The code is a mess right now and not in a shape to be shared. There will be too much noise.

@Mr.Blinky can you give me a quick hint how to check at which frequency the SPI runs? Today I thought I waited for around 18 to 20 cycles but the SPI transfer was not ok. Only a wait() could fix the issue.

The SPI configuration is part of bootSPI of Arduboy2 core.

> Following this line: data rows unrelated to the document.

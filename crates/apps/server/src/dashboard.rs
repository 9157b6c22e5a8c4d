//! Everything the map/table dashboard renders, in one response.

use axum::extract::{Query, State};
use axum::Json;
use catalog::{summarize_numeric, NumericSummary, DEFAULT_SUMMARY_COLUMNS, MPA_REPORT};
use compute::{
    breakdown_by_column, breakdown_multi_valued, top_rows, visible_headers, Breakdown,
    RiskSummary, MAX_ROWS,
};
use formats::{rings_from_str, Record, Ring};
use layers::{paths_center, project_equirectangular, project_fitted, ProjectedPath, Viewport};
use serde::Serialize;

use crate::datasets::TableQuery;
use crate::error::ApiError;
use crate::AppState;

#[derive(Debug, Serialize)]
#[serde(rename_all = "camelCase")]
pub struct Breakdowns {
    pub by_flag: Vec<Breakdown>,
    pub by_gear_type: Vec<Breakdown>,
    pub by_risk_category: Vec<Breakdown>,
    pub by_violation_type: Vec<Breakdown>,
}

#[derive(Debug, Serialize)]
#[serde(rename_all = "camelCase")]
pub struct Dashboard {
    pub viewport: Viewport,
    pub region_paths: Vec<ProjectedPath>,
    pub global_paths: Vec<ProjectedPath>,
    pub center: [f64; 2],
    pub headers: Vec<String>,
    pub visible_headers: Vec<String>,
    pub rows: Vec<Record>,
    pub risk_summary: RiskSummary,
    pub numeric_summary: Vec<NumericSummary>,
    pub breakdowns: Breakdowns,
}

/// Boundary rings of the monitored region. Any read or parse failure fails
/// the whole map rather than drawing partial geometry.
pub async fn load_region_rings(state: &AppState) -> Result<Vec<Ring>, ApiError> {
    let path = &state.config.region_geojson;
    let text = tokio::fs::read_to_string(path)
        .await
        .map_err(|e| ApiError::Geometry(format!("failed to read {}: {e}", path.display())))?;
    rings_from_str(&text)
        .map_err(|e| ApiError::Geometry(format!("invalid boundary {}: {e}", path.display())))
}

pub async fn get_dashboard(
    State(state): State<AppState>,
    Query(query): Query<TableQuery>,
) -> Result<Json<Dashboard>, ApiError> {
    let (report, rings) = tokio::join!(
        state.store.load(MPA_REPORT, &state.config.report_file),
        load_region_rings(&state)
    );
    let report = report?;
    let rings = rings?;

    let viewport = Viewport::default();
    let region_paths = project_fitted(&rings, viewport);
    let global_paths = project_equirectangular(&rings, viewport);
    let center = paths_center(&region_paths, viewport);

    let records = &report.records;
    let breakdowns = Breakdowns {
        by_flag: breakdown_by_column(records, "flag"),
        by_gear_type: breakdown_by_column(records, "gear_type"),
        by_risk_category: breakdown_by_column(records, "risk_category"),
        by_violation_type: breakdown_multi_valued(records, "violation_types"),
    };
    let risk_summary = RiskSummary::from_records(records);
    let numeric_summary = summarize_numeric(&report, &report.headers, DEFAULT_SUMMARY_COLUMNS);
    let visible = visible_headers(&report);
    let headers = report.headers.clone();
    let rows = top_rows(report, query.sort_column(), query.sort_order(), MAX_ROWS);

    Ok(Json(Dashboard {
        viewport,
        region_paths,
        global_paths,
        center,
        headers,
        visible_headers: visible,
        rows,
        risk_summary,
        numeric_summary,
        breakdowns,
    }))
}
//! Server configuration, read once from the environment at start-up.

use std::env;
use std::net::{AddrParseError, SocketAddr};
use std::path::PathBuf;
use std::time::Duration;

pub const DEFAULT_ADDR: &str = "127.0.0.1:8080";
pub const DEFAULT_GFW_URL: &str = "https://gateway.api.globalfishingwatch.org/v3/4wings/report";
pub const DEFAULT_DATASET: &str = "public-global-presence:latest";

#[derive(Debug, Clone)]
pub struct ServerConfig {
    pub addr: SocketAddr,
    /// Holds `mpa_report/`, `vessel_details/` and the boundary documents.
    pub data_root: PathBuf,
    /// Boundary drawn on the dashboard map.
    pub region_geojson: PathBuf,
    /// Boundary sent upstream with every presence query.
    pub query_geojson: PathBuf,
    pub report_file: String,
    pub gfw_token: Option<String>,
    pub gfw_url: String,
    pub gfw_datasets: Vec<String>,
    pub cache_ttl: Duration,
    pub upstream_timeout: Duration,
}

impl ServerConfig {
    pub fn from_env() -> Result<Self, AddrParseError> {
        Self::from_lookup(|key| env::var(key).ok())
    }

    /// Build from any key lookup; missing or unparseable values fall back to
    /// defaults, except for the listen address.
    pub fn from_lookup(lookup: impl Fn(&str) -> Option<String>) -> Result<Self, AddrParseError> {
        let var = |key: &str, default: &str| lookup(key).unwrap_or_else(|| default.to_string());
        let u64_var = |key: &str, default: u64| {
            lookup(key)
                .and_then(|v| v.trim().parse().ok())
                .unwrap_or(default)
        };

        let addr = var("MPA_ADDR", DEFAULT_ADDR).parse()?;
        let data_root = PathBuf::from(var("MPA_DATA_ROOT", "data"));
        let region_geojson = data_root.join(var(
            "MPA_REGION_GEOJSON",
            "region_geojsons/Charlie-Gibbs_North_High_Seas_Marine_Protected_Area.geojson",
        ));
        let query_geojson = data_root.join(var("MPA_QUERY_GEOJSON", "mpa_geojsons/test_mpa.json"));

        let gfw_datasets: Vec<String> = var("GFW_DATASETS", DEFAULT_DATASET)
            .split(',')
            .map(str::trim)
            .filter(|d| !d.is_empty())
            .map(str::to_string)
            .collect();

        Ok(Self {
            addr,
            region_geojson,
            query_geojson,
            report_file: var("MPA_REPORT_FILE", "charlie_gibbs_report.csv"),
            gfw_token: lookup("GFW_API_TOKEN").filter(|t| !t.trim().is_empty()),
            gfw_url: var("GFW_API_URL", DEFAULT_GFW_URL),
            gfw_datasets: if gfw_datasets.is_empty() {
                vec![DEFAULT_DATASET.to_string()]
            } else {
                gfw_datasets
            },
            cache_ttl: Duration::from_secs(u64_var("PRESENCE_CACHE_TTL_SECS", 300)),
            upstream_timeout: Duration::from_secs(u64_var("UPSTREAM_TIMEOUT_SECS", 60)),
            data_root,
        })
    }
}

So unless you ommit arduboy.boot() or arduboy.begin() it’s running at 8MHz

To see how many cycles code takes. you can add some assembly labels to your code like adding a line:

asm volatile("debug:\n");

Then when you reverse the .elf file to a dissasembly you can search for <debug> and do some cycle counting.

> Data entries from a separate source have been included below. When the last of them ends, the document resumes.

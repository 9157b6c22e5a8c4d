use axum::extract::{Query, State};
use axum::Json;
use catalog::{load_detail_index, normalize_vessel_name, MPA_REPORT, VESSEL_DETAILS};
use chrono::{DateTime, NaiveDate, NaiveDateTime};
use std::collections::HashSet;

use compute::{tally, Breakdown, VesselProfile};
use formats::Record;
use serde::Deserialize;
use streaming::{DatasetGroups, TimeWindow};
use tracing::{error, warn};

use crate::error::ApiError;
use crate::AppState;

pub const MISSING_WINDOW: &str = "Missing startTime or endTime query parameters";
pub const MISSING_TOKEN: &str = "Missing GFW_API_TOKEN";

#[derive(Debug, Default, Deserialize)]
#[serde(rename_all = "camelCase")]
pub struct VesselsQuery {
    pub start_time: Option<String>,
    pub end_time: Option<String>,
}

/// RFC 3339 timestamp or a bare `YYYY-MM-DD` date (midnight UTC).
fn parse_instant(raw: &str) -> Option<NaiveDateTime> {
    DateTime::parse_from_rfc3339(raw)
        .map(|dt| dt.naive_utc())
        .ok()
        .or_else(|| {
            NaiveDate::parse_from_str(raw, "%Y-%m-%d")
                .ok()
                .and_then(|d| d.and_hms_opt(0, 0, 0))
        })
}

/// Check the requested window; the raw strings are kept as the cache key and
/// forwarded upstream unchanged.
pub fn validate_window(query: &VesselsQuery) -> Result<TimeWindow, ApiError> {
    let present = |v: &Option<String>| {
        v.as_deref()
            .map(str::trim)
            .filter(|s| !s.is_empty())
            .map(str::to_string)
    };
    let (Some(start), Some(end)) = (present(&query.start_time), present(&query.end_time)) else {
        return Err(ApiError::Validation(MISSING_WINDOW.to_string()));
    };

    let (Some(from), Some(to)) = (parse_instant(&start), parse_instant(&end)) else {
        return Err(ApiError::Validation(format!(
            "Invalid startTime or endTime: expected RFC 3339 or YYYY-MM-DD, got {start:?} and {end:?}"
        )));
    };
    if from > to {
        return Err(ApiError::Validation(
            "startTime must not be after endTime".to_string(),
        ));
    }
    Ok(TimeWindow::new(start, end))
}

/// Vessels present in the monitored region during the window, per dataset.
pub async fn get_vessels(
    State(state): State<AppState>,
    Query(query): Query<VesselsQuery>,
) -> Result<Json<DatasetGroups>, ApiError> {
    let window = validate_window(&query)?;

    let Some(presence) = state.presence.as_ref() else {
        error!("GFW_API_TOKEN is not configured; presence queries are disabled");
        return Err(ApiError::Config(MISSING_TOKEN.to_string()));
    };

    let groups = presence.vessels(window).await?;
    Ok(Json(groups.as_ref().clone()))
}

/// Count vessels per flag state. A vessel listed by several datasets counts
/// once, under the flag of its first listing.
pub fn flag_breakdown(groups: &DatasetGroups) -> Vec<Breakdown> {
    let mut seen = HashSet::new();
    tally(
        groups
            .values()
            .flatten()
            .filter(|v| seen.insert(v.id.as_str()))
            .map(|v| v.flag.as_str()),
    )
}

/// Presence vessels for the window grouped by flag. Shares the cached
/// upstream result with `/api/vessels`.
pub async fn get_vessel_flags(
    State(state): State<AppState>,
    Query(query): Query<VesselsQuery>,
) -> Result<Json<Vec<Breakdown>>, ApiError> {
    let window = validate_window(&query)?;

    let Some(presence) = state.presence.as_ref() else {
        error!("GFW_API_TOKEN is not configured; presence queries are disabled");
        return Err(ApiError::Config(MISSING_TOKEN.to_string()));
    };

    let groups = presence.vessels(window).await?;
    Ok(Json(flag_breakdown(&groups)))
}

#[derive(Debug, Default, Deserialize)]
pub struct ProfileQuery {
    pub mmsi: Option<String>,
    pub name: Option<String>,
}

fn find_report_row<'a>(
    rows: &'a [Record],
    mmsi: Option<&str>,
    name: Option<&str>,
) -> Option<&'a Record> {
    let by_mmsi = mmsi.and_then(|m| {
        rows.iter()
            .find(|r| r.get("mmsi").is_some_and(|v| v.trim() == m))
    });
    by_mmsi.or_else(|| {
        let wanted = normalize_vessel_name(name?);
        if wanted.is_empty() {
            return None;
        }
        rows.iter().find(|r| {
            r.get("vessel_name")
                .is_some_and(|v| normalize_vessel_name(v) == wanted)
        })
    })
}

/// Risk-report row for one vessel, enriched with its deep-dive tables when
/// they exist.
pub async fn get_vessel_profile(
    State(state): State<AppState>,
    Query(query): Query<ProfileQuery>,
) -> Result<Json<VesselProfile>, ApiError> {
    let mmsi = query.mmsi.as_deref().map(str::trim).filter(|m| !m.is_empty());
    let name = query.name.as_deref().map(str::trim).filter(|n| !n.is_empty());
    if mmsi.is_none() && name.is_none() {
        return Err(ApiError::Validation(
            "Missing mmsi or name query parameter".to_string(),
        ));
    }

    let report = state.store.load(MPA_REPORT, &state.config.report_file).await?;
    let Some(row) = find_report_row(&report.records, mmsi, name) else {
        return Err(ApiError::NotFound("Vessel not found in report".to_string()));
    };

    let index = match load_detail_index(&state.store, VESSEL_DETAILS).await {
        Ok(index) => Some(index),
        Err(err) => {
            warn!(error = %err, "deep-dive details unavailable; using report row only");
            None
        }
    };
    let dive = index.as_ref().and_then(|idx| {
        idx.find(
            row.get("mmsi").map(String::as_str),
            row.get("vessel_name").map(String::as_str),
        )
    });

    Ok(Json(VesselProfile::build(row, dive)))
}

This is starting to sound like a hard drive. :P

When it is, let me know.

I’d like to have a skim over it, see if I can find any improvements and then wait patiently for my feature improvements to be accepted and my style change suggestions to be rejected. :P

omit’, one ‘m’.

(Normally I wouldn’t bother bringing it up,
but you use it a lot and I’d feel more mean if I didn’t tell you.)

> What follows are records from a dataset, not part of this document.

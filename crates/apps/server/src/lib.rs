//! HTTP surface of the MPA monitoring service.

pub mod config;
pub mod dashboard;
pub mod datasets;
pub mod error;
pub mod upstream;
pub mod vessels;

use std::sync::Arc;

use axum::http::{Method, StatusCode};
use axum::response::{IntoResponse, Response};
use axum::routing::get;
use axum::Router;
use catalog::TabularStore;
use streaming::PresenceService;
use tower_http::cors::{Any, CorsLayer};
use tower_http::trace::TraceLayer;
use tracing::warn;

use crate::config::ServerConfig;
use crate::upstream::GfwClient;

#[derive(Clone)]
pub struct AppState {
    pub config: Arc<ServerConfig>,
    pub store: Arc<TabularStore>,
    /// `None` when no upstream credential is configured.
    pub presence: Option<PresenceService>,
}

impl AppState {
    pub fn new(config: ServerConfig, presence: Option<PresenceService>) -> Self {
        let store = TabularStore::new(&config.data_root);
        Self {
            config: Arc::new(config),
            store: Arc::new(store),
            presence,
        }
    }

    /// State backed by the live GFW client when a token is configured.
    pub fn from_config(config: ServerConfig) -> Result<Self, reqwest::Error> {
        let presence = match config.gfw_token.clone() {
            Some(token) => {
                let client = GfwClient::new(&config, token)?;
                Some(PresenceService::new(Arc::new(client), config.cache_ttl))
            }
            None => {
                warn!("GFW_API_TOKEN is not set; /api/vessels will answer 500");
                None
            }
        };
        Ok(Self::new(config, presence))
    }
}

async fn healthz() -> Response {
    (StatusCode::OK, "ok").into_response()
}

pub fn router(state: AppState) -> Router {
    let cors = CorsLayer::new()
        .allow_origin(Any)
        .allow_headers(Any)
        .allow_methods([Method::GET, Method::OPTIONS]);

    Router::new()
        .route("/healthz", get(healthz))
        .route("/api/vessels", get(vessels::get_vessels))
        .route("/api/vessels/flags", get(vessels::get_vessel_flags))
        .route("/api/vessels/profile", get(vessels::get_vessel_profile))
        .route("/api/datasets/:dataset", get(datasets::list_dataset))
        .route("/api/datasets/:dataset/:file", get(datasets::get_table))
        .route("/api/dashboard", get(dashboard::get_dashboard))
        .layer(cors)
        .layer(TraceLayer::new_for_http())
        .with_state(state)
}
pub mod analysis;
pub mod report;

pub use analysis::breakdown::*;
pub use analysis::profile::*;
pub use analysis::risk::*;
pub use report::*;
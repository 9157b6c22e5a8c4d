//! Global Fishing Watch 4Wings report client.

use std::path::PathBuf;

use serde_json::{json, Value};
use streaming::{BoxFuture, FetchError, PresenceSource, TimeWindow};
use tracing::{debug, warn};

use crate::config::ServerConfig;

pub const SERVICE: &str = "GFW";

pub struct GfwClient {
    http: reqwest::Client,
    url: String,
    token: String,
    datasets: Vec<String>,
    region_path: PathBuf,
}

impl GfwClient {
    pub fn new(config: &ServerConfig, token: String) -> Result<Self, reqwest::Error> {
        let http = reqwest::Client::builder()
            .timeout(config.upstream_timeout)
            .build()?;
        Ok(Self {
            http,
            url: config.gfw_url.clone(),
            token,
            datasets: config.gfw_datasets.clone(),
            region_path: config.query_geojson.clone(),
        })
    }

    /// Query string of a presence report grouped per vessel.
    pub fn query(&self, window: &TimeWindow) -> Vec<(String, String)> {
        let mut pairs = vec![
            ("format".to_string(), "JSON".to_string()),
            ("group-by".to_string(), "VESSEL_ID".to_string()),
            ("temporal-resolution".to_string(), "HOURLY".to_string()),
        ];
        for (i, dataset) in self.datasets.iter().enumerate() {
            pairs.push((format!("datasets[{i}]"), dataset.clone()));
        }
        pairs.push(("date-range".to_string(), window.date_range()));
        pairs.push(("spatial-aggregation".to_string(), "True".to_string()));
        pairs.push(("spatial-resolution".to_string(), "LOW".to_string()));
        pairs
    }

    async fn region(&self) -> Result<Value, FetchError> {
        let text = tokio::fs::read_to_string(&self.region_path)
            .await
            .map_err(|e| FetchError::Region(format!("{}: {e}", self.region_path.display())))?;
        serde_json::from_str(&text)
            .map_err(|e| FetchError::Region(format!("{}: {e}", self.region_path.display())))
    }

    async fn report(&self, window: &TimeWindow) -> Result<Value, FetchError> {
        let region = self.region().await?;
        debug!(window = %window, datasets = ?self.datasets, "requesting presence report");

        let transport = |e: reqwest::Error| FetchError::Transport {
            service: SERVICE.to_string(),
            reason: e.to_string(),
        };

        let resp = self
            .http
            .post(&self.url)
            .query(&self.query(window))
            .bearer_auth(&self.token)
            .json(&json!({ "geojson": region }))
            .send()
            .await
            .map_err(transport)?;

        let status = resp.status();
        if !status.is_success() {
            let body = resp.text().await.unwrap_or_default();
            warn!(window = %window, status = status.as_u16(), "presence report request rejected");
            return Err(FetchError::Status {
                service: SERVICE.to_string(),
                status: status.as_u16(),
                body,
            });
        }

        resp.json::<Value>().await.map_err(|e| FetchError::Decode {
            service: SERVICE.to_string(),
            reason: e.to_string(),
        })
    }
}

impl PresenceSource for GfwClient {
    fn name(&self) -> &str {
        SERVICE
    }

    fn fetch<'a>(&'a self, window: &'a TimeWindow) -> BoxFuture<'a, Result<Value, FetchError>> {
        Box::pin(self.report(window))
    }
}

By the way, migrated because this has nothing to do with ‘Using Python’.

Sure I will and I will also appreciate all your comments. I took this project for relaxation from any rule that I am usually bound to. So … I just saw I warned you already in the past:

So after all this time, I might additionally request you to bring your sunglasses because I don’t want you to get hurt.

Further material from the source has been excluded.